Yes, in the end it is best to have all "static" tags and album art embedded in the file and use a open and non-proprietary file format like FLAC rather than any vendor proprietary one. That keeps you from being setback should you choose to use something new or different to play.

It also makes life easy to restore your library from a similar backup in case the drive dies or other disaster strikes. I’ve been through that too. So many more things can go wrong or change if music and all related info is not all stored in the same file. Its best to store teh most important info that will not change much if over over time in the file ("static" tags like title, artist, album art, etc.) and then let the various software used to play pull in other supplemental information that may change over time via live web connection dynamically, things like linking to external resources like allmusic for artist bios or album reviews, lyrics, wikipedia articles or any related content that evolves grows, changes and gets better hopefully over time.

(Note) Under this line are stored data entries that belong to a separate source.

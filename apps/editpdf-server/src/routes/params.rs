//! Request extractors that reject with the JSON error body

use axum::{
    async_trait,
    extract::{FromRequest, FromRequestParts, Path, Request},
    http::request::Parts,
    Json,
};
use serde::de::DeserializeOwned;

use crate::error::AppError;

/// `/documents/:id`
pub struct SessionPath(pub String);

#[async_trait]
impl<S: Send + Sync> FromRequestParts<S> for SessionPath {
    type Rejection = AppError;

    async fn from_request_parts(parts: &mut Parts, state: &S) -> Result<Self, Self::Rejection> {
        let Path(id) = Path::<String>::from_request_parts(parts, state).await?;
        Ok(Self(id))
    }
}

/// `/documents/:id/pages/:page`, page zero-based
pub struct PagePath {
    pub id: String,
    pub page: usize,
}

#[async_trait]
impl<S: Send + Sync> FromRequestParts<S> for PagePath {
    type Rejection = AppError;

    async fn from_request_parts(parts: &mut Parts, state: &S) -> Result<Self, Self::Rejection> {
        let Path((id, page)) = Path::<(String, usize)>::from_request_parts(parts, state).await?;
        Ok(Self { id, page })
    }
}

/// JSON request body
pub struct JsonBody<T>(pub T);

#[async_trait]
impl<S, T> FromRequest<S> for JsonBody<T>
where
    S: Send + Sync,
    T: DeserializeOwned,
{
    type Rejection = AppError;

    async fn from_request(req: Request, state: &S) -> Result<Self, Self::Rejection> {
        let Json(value) = Json::<T>::from_request(req, state).await?;
        Ok(Self(value))
    }
}
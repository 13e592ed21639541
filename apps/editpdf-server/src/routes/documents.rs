//! Document API endpoints
//!
//! Session lifecycle and history:
//! - Upload a PDF and open a session
//! - Session info and disposal
//! - Undo / redo
//! - Download the edited PDF

use axum::{
    body::Body,
    extract::{Multipart, State},
    http::{header, StatusCode},
    response::Response,
    routing::{get, post},
    Json, Router,
};

use crate::document::{CreatedSession, SessionInfo};
use crate::error::{AppError, Result};
use crate::state::AppState;

use super::params::SessionPath;
use super::StatusResponse;

pub fn router() -> Router<AppState> {
    Router::new()
        .route("/upload", post(upload_pdf))
        .route("/documents/:id", get(get_info).delete(dispose))
        .route("/documents/:id/undo", post(undo))
        .route("/documents/:id/redo", post(redo))
        .route("/documents/:id/download", get(download))
}

/// Upload a PDF and open an editing session
async fn upload_pdf(
    State(state): State<AppState>,
    mut multipart: Multipart,
) -> Result<Json<CreatedSession>> {
    while let Some(field) = multipart.next_field().await? {
        if field.name() != Some("file") {
            continue;
        }

        let filename = field.file_name().unwrap_or_default().to_string();
        if !filename.to_ascii_lowercase().ends_with(".pdf") {
            return Err(AppError::BadRequest("Only PDF files are accepted".to_string()));
        }

        let data = field.bytes().await?;
        if data.is_empty() {
            return Err(AppError::BadRequest("Uploaded file is empty".to_string()));
        }

        tracing::debug!(filename = %filename, bytes = data.len(), "Received PDF upload");
        let created = state.sessions().create(data.to_vec()).await?;
        tracing::info!(
            session_id = %created.session_id,
            filename = %filename,
            pages = created.page_count,
            "PDF uploaded"
        );
        return Ok(Json(created));
    }

    Err(AppError::BadRequest("Missing 'file' field".to_string()))
}

async fn get_info(
    State(state): State<AppState>,
    SessionPath(id): SessionPath,
) -> Result<Json<SessionInfo>> {
    Ok(Json(state.sessions().info(&id).await?))
}

async fn dispose(State(state): State<AppState>, SessionPath(id): SessionPath) -> Result<StatusCode> {
    state.sessions().dispose(&id).await?;
    Ok(StatusCode::NO_CONTENT)
}

async fn undo(
    State(state): State<AppState>,
    SessionPath(id): SessionPath,
) -> Result<Json<StatusResponse>> {
    state.sessions().undo(&id).await?;
    Ok(Json(StatusResponse::ok()))
}

async fn redo(
    State(state): State<AppState>,
    SessionPath(id): SessionPath,
) -> Result<Json<StatusResponse>> {
    state.sessions().redo(&id).await?;
    Ok(Json(StatusResponse::ok()))
}

/// Serialize the current document as an attachment
async fn download(State(state): State<AppState>, SessionPath(id): SessionPath) -> Result<Response> {
    let pdf = state.sessions().export(&id).await?;
    tracing::debug!(session_id = %id, bytes = pdf.len(), "Exporting document");

    let response = Response::builder()
        .status(StatusCode::OK)
        .header(header::CONTENT_TYPE, "application/pdf")
        .header(
            header::CONTENT_DISPOSITION,
            format!("attachment; filename=\"{}.pdf\"", id),
        )
        .body(Body::from(pdf))?;

    Ok(response)
}
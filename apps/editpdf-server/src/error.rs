//! Error types for the EditPDF server

use axum::{
    extract::{
        multipart::MultipartError,
        rejection::{JsonRejection, PathRejection, QueryRejection},
    },
    http::StatusCode,
    response::{IntoResponse, Response},
    Json,
};
use serde::Serialize;
use thiserror::Error;

use crate::document::EditError;

/// Application-wide result type
pub type Result<T> = std::result::Result<T, AppError>;

/// Application error type
#[derive(Error, Debug)]
pub enum AppError {
    #[error(transparent)]
    Edit(#[from] EditError),

    #[error("Bad request: {0}")]
    BadRequest(String),

    #[error("Multipart error: {0}")]
    Multipart(#[from] MultipartError),

    #[error("Invalid JSON body: {0}")]
    Json(#[from] JsonRejection),

    #[error("Invalid path: {0}")]
    Path(#[from] PathRejection),

    #[error("Invalid query: {0}")]
    Query(#[from] QueryRejection),

    #[error("Response error: {0}")]
    Http(#[from] axum::http::Error),
}

/// Error response body
#[derive(Serialize)]
struct ErrorResponse {
    error: &'static str,
    detail: String,
}

impl AppError {
    fn parts(&self) -> (StatusCode, &'static str, String) {
        match self {
            AppError::Edit(e) => edit_parts(e),
            AppError::BadRequest(msg) => (StatusCode::BAD_REQUEST, "bad_request", msg.clone()),
            AppError::Multipart(e) => (e.status(), "bad_request", e.body_text()),
            AppError::Json(e) => (e.status(), "bad_request", e.body_text()),
            AppError::Path(e) => (e.status(), "bad_request", e.body_text()),
            AppError::Query(e) => (e.status(), "bad_request", e.body_text()),
            AppError::Http(e) => {
                tracing::error!("Failed to build response: {}", e);
                (
                    StatusCode::INTERNAL_SERVER_ERROR,
                    "internal_error",
                    "An internal error occurred".to_string(),
                )
            }
        }
    }
}

fn edit_parts(e: &EditError) -> (StatusCode, &'static str, String) {
    match e {
        EditError::InvalidDocument(_)
        | EditError::InvalidSessionId(_)
        | EditError::InvalidGeometry(_)
        | EditError::InvalidColor(_)
        | EditError::InvalidSize(_)
        | EditError::InvalidImage(_)
        | EditError::EmptyText => (StatusCode::BAD_REQUEST, "bad_request", e.to_string()),
        EditError::TooLarge { .. } => (StatusCode::PAYLOAD_TOO_LARGE, "too_large", e.to_string()),
        EditError::NotFound(_) | EditError::PageOutOfRange { .. } => {
            (StatusCode::NOT_FOUND, "not_found", e.to_string())
        }
        EditError::StaleIndex { .. } => (StatusCode::NOT_FOUND, "stale_index", e.to_string()),
        EditError::NothingToUndo | EditError::NothingToRedo => {
            (StatusCode::NOT_FOUND, "no_history", e.to_string())
        }
        EditError::TooManySessions(_) => {
            (StatusCode::SERVICE_UNAVAILABLE, "too_many_sessions", e.to_string())
        }
        EditError::RenderUnavailable => {
            (StatusCode::NOT_IMPLEMENTED, "render_unavailable", e.to_string())
        }
        EditError::Render(msg) => {
            tracing::error!("Render error: {}", msg);
            (
                StatusCode::INTERNAL_SERVER_ERROR,
                "render_error",
                "Failed to render page".to_string(),
            )
        }
        EditError::Pdf(msg) => {
            tracing::error!("PDF error: {}", msg);
            (
                StatusCode::INTERNAL_SERVER_ERROR,
                "pdf_error",
                "Failed to process PDF".to_string(),
            )
        }
        EditError::Internal(msg) => {
            tracing::error!("Internal error: {}", msg);
            (
                StatusCode::INTERNAL_SERVER_ERROR,
                "internal_error",
                "An internal error occurred".to_string(),
            )
        }
    }
}

impl IntoResponse for AppError {
    fn into_response(self) -> Response {
        let (status, error, detail) = self.parts();
        (status, Json(ErrorResponse { error, detail })).into_response()
    }
}

#[cfg(test)]
mod tests {
    use super::*;

    fn status_of(e: EditError) -> StatusCode {
        AppError::from(e).parts().0
    }

    #[test]
    fn test_status_mapping() {
        assert_eq!(status_of(EditError::EmptyText), StatusCode::BAD_REQUEST);
        assert_eq!(status_of(EditError::InvalidSessionId("x".into())), StatusCode::BAD_REQUEST);
        assert_eq!(
            status_of(EditError::TooLarge { size: 2, max: 1 }),
            StatusCode::PAYLOAD_TOO_LARGE
        );
        assert_eq!(status_of(EditError::stale_span(3, 1)), StatusCode::NOT_FOUND);
        assert_eq!(status_of(EditError::NothingToRedo), StatusCode::NOT_FOUND);
        assert_eq!(status_of(EditError::TooManySessions(1)), StatusCode::SERVICE_UNAVAILABLE);
        assert_eq!(status_of(EditError::RenderUnavailable), StatusCode::NOT_IMPLEMENTED);
    }

    #[test]
    fn test_internal_detail_is_generic() {
        let (status, _, detail) = AppError::from(EditError::Pdf("xref 12 broken".into())).parts();
        assert_eq!(status, StatusCode::INTERNAL_SERVER_ERROR);
        assert!(!detail.contains("xref"));
    }
}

Companies like Apple Microsoft and the others all do whatever they can get away with to try to lock customers into their systems and believe me Apple in particular can get away with a lot these days. Used to be more Microsoft.
I think stand alone CD Players are mostly dead, but I don't think the Redbook CD format is dead.  I differentiate CD players from universal disc players that player SACD, CD, DVD, and Blu Ray.

My old standby player was a Rotel RCD-950.  Having an IT background, I always have more computers laying around than I need.  Back in 2009 I decided to rip a bunch of music using EAC into wav, and compare the sound quality to my CD Player.  My PC was connected to my Rotel RSX-1056 receiver with an optical digital cable, and my CD was connected with the usual analog RCA cables.

Had the same song playing on both systems and synced up.  I could barely tell any difference between the two when switching between sources.  I then brought my wife in and had her listen as I switched back in forth.  On a few different songs she thought the PC source sounded better.  At that point I ripped all my Cd's to files and have never looked back.

To this day I still buy some CD's. They are simply used to rip into FLAC, and then are put in storage out of sight.  Personally, I can never see going back to having racks of CD's in the living room, plucking a CD from the shelf, putting the disc in the player, and pressing play.  I play vinyl when I want that level of interaction.  I have purchased a few high def music files if I'm sure they were not upsampled from redbook, but I still buy lots of CD's.